David also points out that the amounts allowed by his Blue Cross Blue Shield carrier don’t seem to have anything to do with the amounts billed by his physical therapies – the lowest allowed amount on his EOB was for the service that was billed with the highest price tag. We’ve also seen little rhyme or reason (that we can detect, anyway) in terms of how billed amounts and allowed amount correlate. Our son needed stitches in his finger last year, and we noticed that the emergency room charges were discounted very little – we ended up paying nearly as much as the hospital billed. On the other hand, some of the services for Jay’s knee surgeries were significantly reduced, and we’ve also seen large reductions in the allowable amounts for our sons’ well child visits.
My father has been on dialysis for ten years as a result of a rare auto-immune disease that destroyed his kidneys in 2001. My parents live in Colorado and most of his doctors are here, but over the years they’ve traveled to other states to visit with specialists. In each case, they would sign on with the local hospital’s dialysis clinic. Medicare pays the clinics roughly $3700/month for his dialysis. But my parents have had EOBs that show billed amounts ranging from $7000/month to $37,000/month. There’s really no way for a patient to know how much a service actually costs the provider. Are some clinics artificially inflating their billed amounts just so that they can say that Medicare is dramatically underpaying them? Who knows. It’s hard to see how costs for the same basic set of services could actually vary by that much from one location to another.

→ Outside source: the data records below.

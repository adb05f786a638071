/// order_manager.rs – The single execution path for every trading signal.
///
/// Strategies never call the exchange; they submit signals here. One worker
/// pops signals (exit channel first), runs the risk gate, converts USD to
/// shares exactly once, submits through the rate-limited adapter, confirms
/// the fill, persists order + position + fills in one transaction and emits
/// alerts. Failed exits retry with exponential backoff; failed entries are
/// dropped. Arb legs are paired so a dead second leg triggers an unwind of
/// the first.
use std::collections::HashMap;
use std::sync::Arc;
use std::time::Duration;

use anyhow::Result;
use tokio::sync::mpsc;
use tokio::sync::mpsc::error::TrySendError;
use tracing::{error, info, warn};

use crate::config::Settings;
use crate::database::{Database, FillRow, NewOrder, NewPosition};
use crate::exchange::{ExchangeClient, OrderArgs};
use crate::models::{
    OrderStatus, OrderType, PositionSide, PositionStatus, Side, Signal, SignalMeta, StrategyId,
    TpLevel,
};
use crate::notifier::Notifier;
use crate::pnl::PnlTracker;
use crate::position_manager::ClosingGuard;
use crate::risk::{KillSwitch, RiskGate, RiskInputs};

/// Exchange share tick: sizes are rounded down to this granularity.
const SHARE_TICK: f64 = 0.01;
/// Orders below this many shares are rejected before submission.
const MIN_SHARES: f64 = 5.0;
/// Reserved capacity for the exit channel; exits are never dropped.
const EXIT_QUEUE_CAPACITY: usize = 64;
/// arb_scanner.rs – Parity arbitrage over YES/NO token pairs.
///
/// Every binary market should price Yes + No at $1.00. When the live best
/// asks sum below 1 − margin the pair is bought on both sides with FOK
/// orders; resolution then pays exactly $1 per unit. Fees are charged per
/// leg on the dollar cost plus the winner fee on the payout, so the scanner
/// prices both in before calling anything an opportunity. Every detected
/// opportunity is logged, executable or not.
use std::sync::Arc;

use anyhow::Result;
use tracing::{debug, info, warn};
use uuid::Uuid;

use crate::config::Settings;
use crate::exchange::ExchangeClient;
use crate::models::{Market, Outcome, OrderType, Side, Signal, SignalMeta, StrategyId};
use crate::order_manager::SignalSender;

/// Opportunities below this estimated profit are logged but not executed.
const MIN_PROFIT_USD: f64 = 0.50;

// ---------------------------------------------------------------------------
// Opportunity math (pure)
// ---------------------------------------------------------------------------

#[derive(Debug, Clone)]
pub struct ArbOpportunity {
    pub ask_yes: f64,
    pub ask_no: f64,
    pub total_price: f64,
    /// 1.0 − total_price; positive means the pair trades below parity.
    pub gap: f64,
    pub per_unit_profit: f64,
    pub estimated_profit_pct: f64,
    pub estimated_profit_usd: f64,
    pub size_usd: f64,
    pub executable: bool,
    pub reason_skipped: Option<&'static str>,
}

/// Evaluate one market's live asks. Returns None when there is no gap at
/// all; an unexecutable opportunity (gap exists, profit doesn't survive
/// fees or minimums) is still returned so it can be logged.
pub fn evaluate_pair(
    ask_yes: f64,
    ask_no: f64,
    taker_fee_rate: f64,
    winner_fee_rate: f64,
    margin: f64,
    size_usd: f64,
    min_size_usd: f64,
) -> Option<ArbOpportunity> {
    if ask_yes <= 0.0 || ask_no <= 0.0 || ask_yes >= 1.0 || ask_no >= 1.0 {
        return None;
    }
    let total_price = ask_yes + ask_no;
    if total_price >= 1.0 - margin {
        return None;
    }

    // Per unit (one YES + one NO): taker fee applies to each leg's dollar
    // cost, the winner fee to the $1.00 payout at resolution.
    let per_unit_cost = total_price * (1.0 + taker_fee_rate);
    let per_unit_payout = 1.0 - winner_fee_rate;
    let per_unit_profit = per_unit_payout - per_unit_cost;

    let units = size_usd / total_price;
    let estimated_profit_usd = per_unit_profit * units;
    let estimated_profit_pct = if per_unit_cost > 0.0 {
        per_unit_profit / per_unit_cost * 100.0
    } else {
        0.0
    };

    let (executable, reason_skipped) = if per_unit_profit <= 0.0 {
        (false, Some("negative_profit_after_fees"))
    } else if estimated_profit_usd < MIN_PROFIT_USD {
        (false, Some("profit_too_small"))
    } else if size_usd < min_size_usd {
        (false, Some("below_min_position"))
    } else {
        (true, None)
    };

    Some(ArbOpportunity {
        ask_yes,
        ask_no,
        total_price,
        gap: 1.0 - total_price,
        per_unit_profit,
        estimated_profit_pct,
        estimated_profit_usd,
        size_usd,
        executable,
        reason_skipped,
    })
}

/// Build the two FOK legs for an executable opportunity. The shared pair id
/// lets the order manager skip leg 2 when leg 1 dies and unwind leg 1 when
/// leg 2 dies.
pub fn pair_signals(market: &Market, opp: &ArbOpportunity) -> (Signal, Signal) {
    let pair_id = format!("arb_{}", Uuid::new_v4());
    let leg_usd = opp.size_usd / 2.0;
    let reasoning = format!(
        "parity arb: yes {:.4} + no {:.4} = {:.4}, gap {:.4}",
        opp.ask_yes, opp.ask_no, opp.total_price, opp.gap
    );

    let leg1 = Signal::new(
        StrategyId::ArbScanner,
        market.condition_id.clone(),
        market.yes_token_id.clone(),
        Outcome::Yes,
        Side::Buy,
        leg_usd,
        opp.ask_yes,
        OrderType::Fok,
        reasoning.clone(),
    )
    .with_meta(SignalMeta {
        arb_pair_id: Some(pair_id.clone()),
        arb_leg: Some(1),
        edge_pct: Some(opp.estimated_profit_pct),
        ..Default::default()
    });

    let leg2 = Signal::new(
        StrategyId::ArbScanner,
        market.condition_id.clone(),
        market.no_token_id.clone(),
        Outcome::No,
        Side::Buy,
        leg_usd,
        opp.ask_no,
        OrderType::Fok,
        reasoning,
    )
    .with_meta(SignalMeta {
        arb_pair_id: Some(pair_id),
        arb_leg: Some(2),
        edge_pct: Some(opp.estimated_profit_pct),
        ..Default::default()
    });

    (leg1, leg2)
}

// ---------------------------------------------------------------------------
// ArbScanner
// ---------------------------------------------------------------------------

pub struct ArbScanner {
    settings: Settings,
    exchange: Arc<ExchangeClient>,
    sender: SignalSender,
    opportunities_seen: u64,
    executed: u64,
}

impl ArbScanner {
    pub fn new(settings: Settings, exchange: Arc<ExchangeClient>, sender: SignalSender) -> Self {
        Self {
            settings,
            exchange,
            sender,
            opportunities_seen: 0,
            executed: 0,
        }
    }

    /// One scan over the active markets using live order books — never the
    /// Gamma aggregate prices, which lag the book.
    pub async fn tick(&mut self) -> Result<()> {
        let markets = self
            .exchange
            .active_markets(self.settings.arb_scanner.max_markets_per_scan)
            .await?;
        if markets.is_empty() {
            debug!("arb scan: no active markets");
            return Ok(());
        }

        for market in &markets {
            if market.closed || market.resolved {
                continue;
            }
            if let Err(e) = self.scan_market(market).await {
                debug!(market = %market.condition_id, "arb scan failed: {e:#}");
            }
        }
        Ok(())
    }

    async fn scan_market(&mut self, market: &Market) -> Result<()> {
        let yes_book = self.exchange.orderbook(&market.yes_token_id).await?;
        let no_book = self.exchange.orderbook(&market.no_token_id).await?;
        let (Some(ask_yes), Some(ask_no)) = (yes_book.best_ask(), no_book.best_ask()) else {
            return Ok(());
        };

        let cfg = &self.settings.arb_scanner;
        let Some(opp) = evaluate_pair(
            ask_yes,
            ask_no,
            self.settings.fees.taker_fee_pct / 100.0,
            self.settings.fees.winner_fee_pct / 100.0,
            cfg.margin,
            cfg.size_usd,
            self.settings.risk.min_position_size_usd,
        ) else {
            return Ok(());
        };

        // Log every opportunity, including the ones we cannot execute.
        self.opportunities_seen += 1;
        info!(
            market = %market.condition_id,
            question = %market.question.chars().take(60).collect::<String>(),
            ask_yes = opp.ask_yes,
            ask_no = opp.ask_no,
            total = opp.total_price,
            gap = opp.gap,
            profit_pct = opp.estimated_profit_pct,
            profit_usd = opp.estimated_profit_usd,
            executable = opp.executable,
            skipped = opp.reason_skipped.unwrap_or(""),
            "arb opportunity detected"
        );
        if !opp.executable {
            return Ok(());
        }

        let (leg1, leg2) = pair_signals(market, &opp);
        if !self.sender.submit(leg1).await {
            warn!(market = %market.condition_id, "arb leg 1 dropped at queue, aborting pair");
            return Ok(());
        }
        self.sender.submit(leg2).await;
        self.executed += 1;
        Ok(())
    }

    pub fn stats(&self) -> (u64, u64) {
        (self.opportunities_seen, self.executed)
    }
}

// ---------------------------------------------------------------------------
// Tests
// ---------------------------------------------------------------------------

#[cfg(test)]
mod tests {
    use super::*;

    const TAKER: f64 = 0.0315;
    const WINNER: f64 = 0.02;

    #[test]
    fn no_opportunity_at_parity() {
        assert!(evaluate_pair(0.50, 0.50, TAKER, WINNER, 0.05, 100.0, 10.0).is_none());
    }

    #[test]
    fn no_opportunity_when_gap_within_margin() {
        // 0.48 + 0.49 = 0.97 >= 1 - 0.05
        assert!(evaluate_pair(0.48, 0.49, TAKER, WINNER, 0.05, 100.0, 10.0).is_none());
    }

    #[test]
    fn wide_gap_is_executable() {
        // 0.45 + 0.45 = 0.90: cost/unit 0.92835, payout 0.98
        let opp = evaluate_pair(0.45, 0.45, TAKER, WINNER, 0.05, 100.0, 10.0).unwrap();
        assert!(opp.executable, "skipped: {:?}", opp.reason_skipped);
        assert!((opp.gap - 0.10).abs() < 1e-9);
        assert!(opp.per_unit_profit > 0.0);
        // 100 USD / 0.90 = 111.1 units * per-unit profit
        assert!(opp.estimated_profit_usd > 5.0);
    }

    #[test]
    fn fees_are_per_leg_on_cost_not_compounded() {
        let opp = evaluate_pair(0.45, 0.45, TAKER, WINNER, 0.05, 100.0, 10.0).unwrap();
        let expected_cost = 0.90 * (1.0 + TAKER);
        let expected_profit = (1.0 - WINNER) - expected_cost;
        assert!((opp.per_unit_profit - expected_profit).abs() < 1e-12);
    }

    #[test]
    fn thin_gap_eaten_by_fees_not_executable() {
        // 0.47 + 0.47 = 0.94 clears a 0.05 margin barely, but fees take it:
        // cost/unit = 0.94 * 1.0315 = 0.9696, payout 0.98 -> profit ~0.0104,
        // on 10 units (~$10) that's ~$0.11 < the $0.50 floor.
        let opp = evaluate_pair(0.47, 0.47, TAKER, WINNER, 0.051, 10.0, 5.0).unwrap();
        assert!(!opp.executable);
        assert_eq!(opp.reason_skipped, Some("profit_too_small"));
    }

    #[test]
    fn degenerate_prices_rejected() {
        assert!(evaluate_pair(0.0, 0.45, TAKER, WINNER, 0.05, 100.0, 10.0).is_none());
        assert!(evaluate_pair(0.45, 1.0, TAKER, WINNER, 0.05, 100.0, 10.0).is_none());
    }

    #[test]
    fn pair_signals_share_pair_id_and_split_size() {
        let market = Market {
            condition_id: "m1".into(),
            question: "?".into(),
            yes_token_id: "ty".into(),
            no_token_id: "tn".into(),
            active: true,
            closed: false,
            resolved: false,
            winning_outcome: None,
            yes_price: None,
            no_price: None,
            volume_usd: None,
        };
        let opp = evaluate_pair(0.45, 0.44, TAKER, WINNER, 0.05, 100.0, 10.0).unwrap();
        let (leg1, leg2) = pair_signals(&market, &opp);

        assert_eq!(leg1.meta.arb_pair_id, leg2.meta.arb_pair_id);
        assert_eq!(leg1.meta.arb_leg, Some(1));
        assert_eq!(leg2.meta.arb_leg, Some(2));
        assert_eq!(leg1.token_id, "ty");
        assert_eq!(leg2.token_id, "tn");
        assert_eq!(leg1.order_type, OrderType::Fok);
        assert!((leg1.size_usd - 50.0).abs() < 1e-9);
        assert!((leg2.size_usd - 50.0).abs() < 1e-9);
        assert!(!leg1.is_exit() && !leg2.is_exit());
    }
}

Another issue of course is the fact that people who lack health insurance don’t get the benefit of having a negotiated rate. They are charged the “billed amount” and nobody steps in with an “allowed amount.” Most providers will offer a discount (usually ten percent) for patients who pay in cash, but people without health insurance often find themselves making payments over a long period of time rather than paying up front to get a discount.